では、冒頭のお笑いタレントの場合はどうか。
仕送り分は、支給額から減らされていた。そして、福祉事務所との協議の結果、収入が増えたので扶養を増額していたという。法的にも、社会的にも、まったく問題がないケースだ。もちろん不正受給ではない。
扶養義務への誤解は貧困問題を深刻化させている。疎遠になった親族への意地や、自らが置かれた状況を知られてしまうのを嫌がり、生活保護の申請を拒否してホームレス生活を送る人も少なくない。それは自死や餓死に繋がる危険性を孕んでいる。
親や親族に対する私的な扶養の負担を軽くして、生活保護などの公的扶助のセーフティネットを強化していくのが、世界的な潮流だ。
イギリス、フランス、スウェーデンなどでは、扶養義務を負うのは配偶者と未成熟な子どもに対してだけ。親や兄弟姉妹に対しての義務は一切ない。

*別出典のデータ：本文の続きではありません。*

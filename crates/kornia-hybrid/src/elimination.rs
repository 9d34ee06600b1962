//! Sequential variable elimination of hybrid factor graphs.
//!
//! Continuous keys are eliminated by dense QR, branch by branch when mixtures are
//! involved. Once a mixture has no continuous key left it turns into a discrete
//! factor, so that the discrete keys are eliminated last from plain tables.

use crate::conditional::{Conditional, HybridBayesNet};
use crate::discrete::{DiscreteConditional, DiscreteFactor};
use crate::error::{HybridError, HybridResult};
use crate::factor::{HybridFactor, HybridFactorGraph};
use crate::gaussian::{eliminate_gaussian, JacobianFactor};
use crate::hybrid::{GaussianBranch, HybridGaussianConditional, HybridGaussianFactor};
use crate::key::{DiscreteKey, Key};
use crate::ordering::Ordering;
use crate::table::{assignments, merge_keys, DecisionTable, Leaf};

/// Eliminate every key of `ordering` from `graph`, in order.
///
/// Returns the conditionals in elimination order. Factors left without keys are
/// dropped, since they only scale the joint.
pub fn eliminate_sequential(
    graph: &HybridFactorGraph,
    ordering: &Ordering,
) -> HybridResult<HybridBayesNet> {
    let mut pool: Vec<HybridFactor> = Vec::with_capacity(graph.len());
    for factor in graph.iter() {
        add_to_pool(&mut pool, factor.clone());
    }

    let mut bayes_net = HybridBayesNet::new();
    for key in ordering.iter().copied() {
        let (involved, rest): (Vec<HybridFactor>, Vec<HybridFactor>) =
            pool.into_iter().partition(|f| f.involves(key));
        pool = rest;
        if involved.is_empty() {
            return Err(HybridError::MissingFactor(key));
        }

        let is_discrete = involved
            .iter()
            .any(|f| f.discrete_keys().iter().any(|k| k.key == key));
        if is_discrete {
            let (conditional, marginal) = eliminate_discrete(&involved, key)?;
            bayes_net.push(conditional);
            add_to_pool(&mut pool, HybridFactor::Discrete(marginal));
        } else if involved.iter().all(|f| matches!(f, HybridFactor::Gaussian(_))) {
            let factors: Vec<&JacobianFactor> = involved
                .iter()
                .filter_map(|f| match f {
                    HybridFactor::Gaussian(g) => Some(g),
                    _ => None,
                })
                .collect();
            let (conditional, remainder) = eliminate_gaussian(&factors, key)?;
            bayes_net.push(conditional);
            add_to_pool(&mut pool, HybridFactor::Gaussian(remainder));
        } else {
            let (conditional, remainder) = eliminate_mixture(&involved, key)?;
            bayes_net.push(conditional);
            add_to_pool(&mut pool, remainder);
        }
    }

    log::debug!(
        "eliminated {} keys into {} conditionals, {} factors left",
        ordering.len(),
        bayes_net.len(),
        pool.len()
    );
    Ok(bayes_net)
}

fn add_to_pool(pool: &mut Vec<HybridFactor>, factor: HybridFactor) {
    match factor {
        HybridFactor::Gaussian(f) if f.is_constant() => {}
        HybridFactor::Discrete(f) if f.keys().is_empty() => {}
        HybridFactor::Hybrid(f) if f.continuous_keys().is_empty() => {
            let discrete = mixture_to_discrete(&f);
            if !discrete.keys().is_empty() {
                pool.push(HybridFactor::Discrete(discrete));
            }
        }
        other => pool.push(other),
    }
}

/// Turn a mixture of constant branches into the potential `exp(-(e - e_min))`.
///
/// Pruned and absent branches get zero potential.
fn mixture_to_discrete(factor: &HybridGaussianFactor) -> DiscreteFactor {
    let errors = factor
        .branches()
        .map(|leaf| leaf.as_live().map(GaussianBranch::constant_error));
    let min = errors
        .leaves()
        .iter()
        .flatten()
        .copied()
        .fold(f64::INFINITY, f64::min);
    DiscreteFactor::from_table(errors.map(|e| match e {
        Some(e) => (min - e).exp(),
        None => 0.0,
    }))
}

fn eliminate_discrete(
    involved: &[HybridFactor],
    key: Key,
) -> HybridResult<(DiscreteConditional, DiscreteFactor)> {
    let mut factors = Vec::with_capacity(involved.len());
    for factor in involved {
        match factor {
            HybridFactor::Discrete(f) => factors.push(f),
            _ => {
                return Err(HybridError::InvalidOrdering(format!(
                    "discrete key {key} eliminated while continuous factors still depend on it"
                )))
            }
        }
    }
    let product = DiscreteFactor::product(factors);
    Ok(DiscreteConditional::from_factor(&product, &[key]))
}

enum DeadBranch {
    Pruned,
    Absent,
}

/// Eliminate a continuous key from factors of which at least one is a mixture.
///
/// The remainder branch scalars keep the input scalars minus the normalizer of the
/// branch conditional, so that the remainder carries the evidence of each branch.
fn eliminate_mixture(
    involved: &[HybridFactor],
    key: Key,
) -> HybridResult<(Conditional, HybridFactor)> {
    let discrete_keys: Vec<DiscreteKey> = merge_keys(involved.iter().filter_map(|f| match f {
        HybridFactor::Hybrid(h) => Some(h.discrete_keys()),
        _ => None,
    }));

    let mut conditionals = Vec::new();
    let mut remainders = Vec::new();
    for assignment in assignments(&discrete_keys) {
        let mut selected: Vec<&JacobianFactor> = Vec::with_capacity(involved.len());
        let mut scalar = 0.0;
        let mut dead = None;
        for factor in involved {
            match factor {
                HybridFactor::Gaussian(g) => selected.push(g),
                HybridFactor::Hybrid(h) => match h.branch(&assignment) {
                    Some(Leaf::Live(branch)) => {
                        selected.push(&branch.factor);
                        scalar += branch.scalar;
                    }
                    Some(Leaf::Pruned) => {
                        dead = Some(DeadBranch::Pruned);
                        break;
                    }
                    Some(Leaf::Absent) | None => {
                        dead = Some(DeadBranch::Absent);
                        break;
                    }
                },
                HybridFactor::Discrete(_) => {
                    return Err(HybridError::InvalidOrdering(format!(
                        "continuous key {key} found in a discrete factor"
                    )))
                }
            }
        }

        match dead {
            Some(DeadBranch::Pruned) => {
                conditionals.push(Leaf::Pruned);
                remainders.push(Leaf::Pruned);
            }
            Some(DeadBranch::Absent) => {
                conditionals.push(Leaf::Absent);
                remainders.push(Leaf::Absent);
            }
            None => {
                let (conditional, remainder) = eliminate_gaussian(&selected, key)?;
                let scalar = scalar - conditional.neg_log_constant();
                conditionals.push(Leaf::Live(conditional));
                remainders.push(Leaf::Live(GaussianBranch {
                    factor: remainder,
                    scalar,
                }));
            }
        }
    }

    if discrete_keys.is_empty() {
        // mixtures without discrete keys collapse to their only branch
        let conditional = conditionals[0].live_or_err(key)?.clone();
        let remainder = remainders[0].live_or_err(key)?.factor.clone();
        return Ok((
            Conditional::Gaussian(conditional),
            HybridFactor::Gaussian(remainder),
        ));
    }
    let conditional = HybridGaussianConditional::new(
        key,
        DecisionTable::new(discrete_keys.clone(), conditionals)?,
    )?;
    let remainder =
        HybridGaussianFactor::from_table(DecisionTable::new(discrete_keys, remainders)?);
    Ok((Conditional::Hybrid(conditional), HybridFactor::Hybrid(remainder)))
}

諸外国では、低所得者が公的扶養を受けることは当然の権利で、受給のハードルも低い。
親を援助した結果、自立していた子どもも貧困世帯となる恐れがある。生活保護を「恥」と思う必要はない。生存権を保障した憲法25条に基づいた国民の権利だ。それでも不正受給が不安なときは首都圏や近畿圏などにある「生活保護支援法律家ネットワーク」に相談してほしい。